Immergluck recounts a 2017 meeting I covered, which he accurately calls a token affair required for the city to maintain federal Community Development Block Grant (CDGB) funding. A handful of attendees from local apartments begged for CDGB funding for affordable housing, while the City continued to spend it only on building sidewalks in an area it obviously hoped to gentrify. But there was a lot more to the story. The City actually held several CDGB input meetings, more than it had to, as a way of dipping its toe into nascent political stirrings of the need for affordable housing in a city where working-class employees were increasingly hard to find, among other impacts.

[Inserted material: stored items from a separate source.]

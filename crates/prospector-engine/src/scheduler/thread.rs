//! Timer-thread scheduler: one named thread per periodic task.

use std::sync::Arc;
use std::thread::JoinHandle;
use std::time::{Duration, Instant};

use crossbeam_channel::{RecvTimeoutError, Receiver, Sender};
use tracing::debug;

use prospector_core::binding::Signal;
use prospector_core::error::ScheduleError;

use super::Scheduler;

/// Shortest period a timer thread will honour.
const MIN_PERIOD: Duration = Duration::from_millis(1);

/// Runs each periodic task on its own thread, at a fixed rate.
#[derive(Debug, Default)]
pub struct ThreadScheduler {
    next_task: u64,
}

/// Handle to a running timer thread.
///
/// Dropping the handle stops the thread without waiting for it;
/// [`Scheduler::cancel`] stops it and waits.
#[derive(Debug)]
pub struct ThreadTask {
    id: u64,
    stop: Sender<()>,
    thread: JoinHandle<()>,
}

impl ThreadTask {
    pub fn id(&self) -> u64 {
        self.id
    }
}

impl ThreadScheduler {
    pub fn new() -> Self {
        Self::default()
    }
}

impl Scheduler for ThreadScheduler {
    type Handle = ThreadTask;

    fn schedule_periodic(
        &mut self,
        signal: Arc<dyn Signal>,
        period: Duration,
    ) -> Result<ThreadTask, ScheduleError> {
        let id = self.next_task;
        self.next_task += 1;

        let period = period.max(MIN_PERIOD);
        let (stop, stop_rx) = crossbeam_channel::bounded::<()>(1);

        let thread = std::thread::Builder::new()
            .name(format!("prospector-signal-{id}"))
            .spawn(move || run_periodic(signal.as_ref(), period, &stop_rx))?;

        debug!(task = id, period_ms = period.as_millis() as u64, "Timer thread started");
        Ok(ThreadTask { id, stop, thread })
    }

    fn cancel(&mut self, handle: ThreadTask) -> Result<(), ScheduleError> {
        let ThreadTask { id, stop, thread } = handle;
        // Disconnecting the channel wakes the timer thread.
        drop(stop);

        if thread.thread().id() == std::thread::current().id() {
            return Ok(());
        }
        thread
            .join()
            .map_err(|_| ScheduleError::SignalPanicked { task: id })?;
        debug!(task = id, "Timer thread stopped");
        Ok(())
    }
}

/// Fire `signal` at a fixed rate until the stop channel fires or disconnects.
fn run_periodic(signal: &dyn Signal, period: Duration, stop: &Receiver<()>) {
    let mut next_fire = Instant::now();
    loop {
        signal.fire();

        next_fire += period;
        let now = Instant::now();
        if now > next_fire && now - next_fire > period * 2 {
            // Too far behind: skip the backlog instead of bursting.
            next_fire = now;
        }

        match stop.recv_deadline(next_fire) {
            Err(RecvTimeoutError::Timeout) => continue,
            Ok(()) | Err(RecvTimeoutError::Disconnected) => return,
        }
    }
}

#[cfg(test)]
mod tests {
    use std::sync::atomic::{AtomicU32, Ordering};

    use super::*;

    fn counting_signal() -> (Arc<AtomicU32>, Arc<dyn Signal>) {
        let count = Arc::new(AtomicU32::new(0));
        let counter = Arc::clone(&count);
        let signal: Arc<dyn Signal> = Arc::new(move || {
            counter.fetch_add(1, Ordering::SeqCst);
        });
        (count, signal)
    }

    #[test]
    fn test_fires_immediately_then_periodically() {
        let mut scheduler = ThreadScheduler::new();
        let (count, signal) = counting_signal();

        let task = scheduler
            .schedule_periodic(signal, Duration::from_millis(20))
            .unwrap();
        std::thread::sleep(Duration::from_millis(110));
        scheduler.cancel(task).unwrap();

        let fired = count.load(Ordering::SeqCst);
        assert!(fired >= 2, "expected several firings, got {fired}");
    }

    #[test]
    fn test_no_firing_after_cancel() {
        let mut scheduler = ThreadScheduler::new();
        let (count, signal) = counting_signal();

        let task = scheduler
            .schedule_periodic(signal, Duration::from_millis(5))
            .unwrap();
        std::thread::sleep(Duration::from_millis(30));
        scheduler.cancel(task).unwrap();

        let at_cancel = count.load(Ordering::SeqCst);
        std::thread::sleep(Duration::from_millis(40));
        assert_eq!(count.load(Ordering::SeqCst), at_cancel);
    }

    #[test]
    fn test_task_ids_increase() {
        let mut scheduler = ThreadScheduler::new();
        let (_count, signal) = counting_signal();
        let a = scheduler
            .schedule_periodic(Arc::clone(&signal), Duration::from_millis(50))
            .unwrap();
        let b = scheduler
            .schedule_periodic(signal, Duration::from_millis(50))
            .unwrap();
        assert!(b.id() > a.id());
        scheduler.cancel(a).unwrap();
        scheduler.cancel(b).unwrap();
    }

    #[test]
    fn test_panicking_signal_reported_on_cancel() {
        let mut scheduler = ThreadScheduler::new();
        let signal: Arc<dyn Signal> = Arc::new(|| panic!("speaker unplugged"));
        let task = scheduler
            .schedule_periodic(signal, Duration::from_millis(10))
            .unwrap();
        std::thread::sleep(Duration::from_millis(20));
        let err = scheduler.cancel(task).unwrap_err();
        assert!(matches!(err, ScheduleError::SignalPanicked { task: 0 }));
    }
}
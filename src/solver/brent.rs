use std::mem::swap;

use tracing::{debug, trace};

use super::{Root, RootError};
use crate::bracket::is_sign_change;
use crate::config::SolverConfig;
use crate::convergence::{IsConverged, ResidualOrWidth};
use crate::wrap::RealFnEval;

/// Root finding using Brent's method.
///
/// Combines bisection, the secant method and inverse quadratic interpolation.
/// Interpolated steps are only taken while they make enough progress,
/// otherwise the method bisects, so convergence is guaranteed for a
/// continuous function on a valid bracket.  No derivatives are needed.
///
/// `f(a)` and `f(b)` must have strictly opposite signs.  An endpoint that is
/// already an exact root does not count as a bracket.  The endpoints may be
/// given in either order.
///
/// Stops when `|f(x)| < cfg.tol()` or when the bracket is narrower than
/// `cfg.tol()`.
///
/// * If a derivative is available and a good guess is known, consider
///   Newton-Raphson.
pub fn brent<F>(f: &F, a: f64, b: f64, cfg: &SolverConfig) -> Result<Root, RootError>
where
    F: RealFnEval,
{
    assert!(a.is_finite() && b.is_finite());
    let finish = ResidualOrWidth::new(cfg.tol());

    let (mut a, mut b) = (a, b);
    let mut f_a = f.eval_f(a);
    let mut f_b = f.eval_f(b);

    // ensure we started with valid bracket
    if !is_sign_change(f_a, f_b) {
        debug!(a, b, f_a, f_b, "root not bracketed");
        return Err(RootError::NotBracketed { a, b, f_a, f_b });
    }

    // b is always the better estimate
    if f_a.abs() < f_b.abs() {
        swap(&mut a, &mut b);
        swap(&mut f_a, &mut f_b);
    }

    // previous and second previous iterates
    let mut c = a;
    let mut f_c = f_a;
    let mut d = a;
    let mut bisected = true;

    for iteration in 1..=cfg.max_iter() {
        if finish.is_converged(a, b, f_b) {
            debug!(root = b, iterations = iteration, "brent converged");
            return Ok(Root {
                x: b,
                iterations: iteration,
            });
        }

        let interpolated = if f_a != f_c && f_b != f_c {
            inverse_quadratic((a, f_a), (b, f_b), (c, f_c))
        } else {
            secant((a, f_a), (b, f_b))
        };

        let s = if is_rejected(interpolated, a, b, c, d, bisected) {
            bisected = true;
            (a + b) / 2.0
        } else {
            bisected = false;
            interpolated
        };
        trace!(iteration, a, b, c, s, bisected, "brent step");

        d = c;
        c = b;
        f_c = f_b;

        let f_s = f.eval_f(s);
        if is_sign_change(f_a, f_s) {
            b = s;
            f_b = f_s;
        } else {
            a = s;
            f_a = f_s;
        }

        if f_a.abs() < f_b.abs() {
            swap(&mut a, &mut b);
            swap(&mut f_a, &mut f_b);
        }
    }

    debug!(max_iter = cfg.max_iter(), last_x = b, "brent iteration limit reached");
    Err(RootError::IterationLimit {
        max_iter: cfg.max_iter(),
        last_x: b,
    })
}

/// Zero of the inverse parabola through three points with distinct values.
fn inverse_quadratic((a, f_a): (f64, f64), (b, f_b): (f64, f64), (c, f_c): (f64, f64)) -> f64 {
    a * f_b * f_c / ((f_a - f_b) * (f_a - f_c))
        + b * f_a * f_c / ((f_b - f_a) * (f_b - f_c))
        + c * f_a * f_b / ((f_c - f_a) * (f_c - f_b))
}

/// Zero of the line through two points with distinct values.
fn secant((a, f_a): (f64, f64), (b, f_b): (f64, f64)) -> f64 {
    b - f_b * (b - a) / (f_b - f_a)
}

/// Whether an interpolated candidate `s` must be replaced by a bisection.
///
/// `s` has to fall between `(3a+b)/4` and `b`, and has to move less than half
/// of the step before last (`|b-c|` right after a bisection, `|c-d|`
/// otherwise).
fn is_rejected(s: f64, a: f64, b: f64, c: f64, d: f64, bisected: bool) -> bool {
    let bound = (3.0 * a + b) / 4.0;
    let step = (s - b).abs();

    !s.is_finite()
        || s < bound.min(b)
        || s > bound.max(b)
        || (bisected && step >= (b - c).abs() / 2.0)
        || (!bisected && step >= (c - d).abs() / 2.0)
}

My curiosity about that extra effort and hints of behind-the-scenes talks led me to discover that the City, in collaboration with the couple who would go on to form Sandy Springs Together, had been working for months on a secret concept for an East Lake-style, mixed-income redevelopment that would include a community center and other wrap-around support. The plan also included a pro-affordable-housing education campaign suggested by the City official who led the CDGB meetings.
Plenty about that concept was problematic. Like the City-driven raw teardowns before, it was still extremely paternalistic, still focused on displacing current residents, still fundamentally inspired by the interests of a wealthy adjacent neighborhood built around a horse stable. The City initially aimed to limit input from affected people by not even holding meetings in the neighborhood, and kept the concept secret in part due to the obvious racial implications of displacing people of color.
Nonetheless, it was an extraordinary sea change for a City whose civic traditions included exclusionary zoning that went by the naked term “protected neighborhoods.” It was a mostly sincere and heartfelt demonstration of a realization that affordable housing and diversity matter in both practical and moral ways for the success of the city. It launched debate, advocacy and accountability — and some backpedaling. Of course, what it amounts to in long-term policy remains to be seen. As Atlanta goes, often so goes the metro.
“Red Hot City” does not fail by lacking that entire story; it succeeds by giving me a reason to retell it. Every chapter of this book could and should be its own book, but that’s not Immergluck’s job. It’s our job to share and chew over the devils of the details of what is now a very ugly metro Atlanta story until we have a much better version to tell.